In vitro platelet activation as measured by beta-TG secretion following a 1-min incubation of native blood with 50 vol% of iohexol was significant. Glucose solutions of 300, 580 and 825 mosmol, corresponding to the osmolalities of respectively iodixanol, ioxaglate and iohexol, increased the beta-TG secretion in parallel with the osmolalities. Ioxaglate and iodixanol were virtually inert.
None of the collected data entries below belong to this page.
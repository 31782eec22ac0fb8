use std::fmt;
use std::net::{IpAddr, SocketAddr};
use std::str::FromStr;

use crate::Error;

/// Where the device context is opened.
///
/// Mirrors the libiio URI schemes the NH7020 is reachable through, plus `sim:`
/// for the in-process simulator.
#[derive(Debug, Clone, PartialEq, Eq)]
pub enum Endpoint {
    /// `ip:HOST[:PORT]`; a bare host, `host:port` or IP literal is accepted
    /// as well.
    Network(String),
    /// `usb:` or `usb:BUS.DEV.INTF`.
    Usb(Option<String>),
    /// `local:`, for code running on the board itself.
    Local,
    /// `sim:`
    Simulated,
}

impl FromStr for Endpoint {
    type Err = Error;

    fn from_str(s: &str) -> Result<Self, Self::Err> {
        let s = s.trim();
        let invalid = |reason| Error::Endpoint {
            endpoint: s.to_string(),
            reason,
        };

        if s.is_empty() {
            return Err(invalid("empty endpoint"));
        }

        match s.split_once(':') {
            None => Ok(Endpoint::Network(s.to_string())),
            Some(("ip", "")) => Err(invalid("missing host")),
            Some(("ip", host)) => Ok(Endpoint::Network(host.to_string())),
            Some(("usb", "")) => Ok(Endpoint::Usb(None)),
            Some(("usb", addr)) => Ok(Endpoint::Usb(Some(addr.to_string()))),
            Some(("local", "")) => Ok(Endpoint::Local),
            Some(("sim", "")) => Ok(Endpoint::Simulated),
            Some(("local" | "sim", _)) => Err(invalid("scheme takes no argument")),
            Some(_) if looks_like_host(s) => Ok(Endpoint::Network(s.to_string())),
            Some(_) => Err(invalid("unsupported scheme")),
        }
    }
}

/// `fe80::1`, `[::1]:30431` or `pluto.local:30431`.
fn looks_like_host(s: &str) -> bool {
    if s.parse::<IpAddr>().is_ok() || s.parse::<SocketAddr>().is_ok() {
        return true;
    }
    match s.rsplit_once(':') {
        Some((host, port)) => !host.is_empty() && port.parse::<u16>().is_ok(),
        None => false,
    }
}

impl fmt::Display for Endpoint {
    fn fmt(&self, f: &mut fmt::Formatter<'_>) -> fmt::Result {
        match self {
            Endpoint::Network(host) => write!(f, "ip:{host}"),
            Endpoint::Usb(None) => write!(f, "usb:"),
            Endpoint::Usb(Some(addr)) => write!(f, "usb:{addr}"),
            Endpoint::Local => write!(f, "local:"),
            Endpoint::Simulated => write!(f, "sim:"),
        }
    }
}

#[cfg(test)]
mod tests {
    use super::*;

    #[test]
    fn test_parse_schemes() {
        assert_eq!(
            "ip:192.168.2.1".parse::<Endpoint>().unwrap(),
            Endpoint::Network("192.168.2.1".into())
        );
        assert_eq!(
            "pluto.local".parse::<Endpoint>().unwrap(),
            Endpoint::Network("pluto.local".into())
        );
        assert_eq!("usb:".parse::<Endpoint>().unwrap(), Endpoint::Usb(None));
        assert_eq!(
            "usb:1.5.5".parse::<Endpoint>().unwrap(),
            Endpoint::Usb(Some("1.5.5".into()))
        );
        assert_eq!("local:".parse::<Endpoint>().unwrap(), Endpoint::Local);
        assert_eq!(" sim: ".parse::<Endpoint>().unwrap(), Endpoint::Simulated);
    }

    #[test]
    fn test_bare_host_with_colon() {
        for host in ["192.168.2.1:30431", "fe80::1", "[::1]:30431", "pluto.local:30431"] {
            assert_eq!(
                host.parse::<Endpoint>().unwrap(),
                Endpoint::Network(host.into()),
                "{host}"
            );
        }
        assert_eq!(
            "ip:192.168.2.1:30431".parse::<Endpoint>().unwrap(),
            Endpoint::Network("192.168.2.1:30431".into())
        );
    }

    #[test]
    fn test_display_is_libiio_uri() {
        let endpoint: Endpoint = "192.168.2.1".parse().unwrap();
        assert_eq!(endpoint.to_string(), "ip:192.168.2.1");
        assert_eq!(Endpoint::Usb(None).to_string(), "usb:");
    }

    #[test]
    fn test_rejects_bad_endpoints() {
        for bad in ["", "ip:", "tcp:1.2.3.4", "sim:fast", "local:x", ":30431"] {
            let err = bad.parse::<Endpoint>().unwrap_err();
            assert!(matches!(err, Error::Endpoint { .. }), "{bad}: {err}");
        }
    }
}
fn main() {
    #[cfg(feature = "libiio")]
    {
        println!("cargo:rustc-link-lib=iio");
    }
}
use flume::Sender;
use log::error;
use rustradio::block::{Block, BlockRet};
use rustradio::stream::WriteStream;
use rustradio::{Complex, Error, rustradio_macros};

use crate::{Error as SourceError, IqSource};

/// A source block that streams I/Q samples from a configured [`IqSource`].
///
/// Each refill yields one block; it is copied into the output stream as
/// space allows, so the stream buffer need not hold a whole block. The first
/// failed refill is sent on `fault_tx` and ends the block.
#[derive(rustradio_macros::Block)]
#[rustradio(new)]
pub struct PlutoSource {
    #[rustradio(out)]
    dst: WriteStream<Complex>,
    source: IqSource,
    fault_tx: Sender<SourceError>,
    #[rustradio(default)]
    block: Vec<Complex>,
    #[rustradio(default)]
    offset: usize,
}

impl Block for PlutoSource {
    fn work(&mut self) -> Result<BlockRet<'_>, Error> {
        if self.offset >= self.block.len() {
            // Blocks until the hardware delivers.
            if let Err(e) = self.source.get_samples(&mut self.block) {
                error!("I/Q stream from {} stopped: {}", self.source.endpoint(), e);
                let _ = self.fault_tx.try_send(e);
                return Ok(BlockRet::EOF);
            }
            self.offset = 0;
        }

        let mut o = self.dst.write_buf()?;
        let n = o.len().min(self.block.len() - self.offset);
        if n == 0 {
            return Ok(BlockRet::Pending);
        }
        o.slice()[..n].copy_from_slice(&self.block[self.offset..self.offset + n]);
        o.produce(n, &[]);
        self.offset += n;

        Ok(BlockRet::Again)
    }
}
use num_complex::Complex;

/// Full-scale magnitude of the AD9361's 12-bit samples.
pub const SAMPLE_SCALE: f32 = 2047.0;

pub const MIN_BLOCK_LENGTH: usize = 4096;
pub const MAX_BLOCK_LENGTH: usize = 1024 * 1024;

/// Bytes per complex sample on the wire: two `i16` words, I then Q.
pub const BYTES_PER_SAMPLE: usize = 2 * std::mem::size_of::<i16>();

/// Clamp a requested block length to `[4096, 1 MiB]` and round it down to a
/// multiple of 4096.
pub fn clamp_block_length(requested: usize) -> usize {
    let n = requested.clamp(MIN_BLOCK_LENGTH, MAX_BLOCK_LENGTH);
    n - n % MIN_BLOCK_LENGTH
}

/// Convert interleaved I/Q words into unit-scaled complex samples.
///
/// `out` is cleared and refilled; a trailing unpaired word is ignored.
pub fn normalize_into(raw: &[i16], out: &mut Vec<Complex<f32>>) {
    out.clear();
    out.extend(raw.chunks_exact(2).map(|iq| {
        Complex::new(
            f32::from(iq[0]) / SAMPLE_SCALE,
            f32::from(iq[1]) / SAMPLE_SCALE,
        )
    }));
}
mod pluto;

pub use pluto::PlutoSource;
Continuous infusion of iohexol or 580 or 825 mosmol glucose (40 vol%) into flowing native blood at an arterial wall shear rate of 2600 s-1 in an ex vivo collagen-induced platelet thrombus formation device triggered pronounced secretion of beta-TG. However, the platelet thrombus formation in blood mixed with iohexol was within the same range as that observed with ioxaglate or iodixanol. Increasing glucose osmolality induced increasing beta-TG secretion, which paralleled gradually decreasing platelet thrombus formation.

CONCLUSION

Iohexol and 580 or 825 mosmol glucose trigger platelet secretion of beta-TG. This secretion is not associated with enhanced collagen-induced platelet thrombus formation at high arterial shear.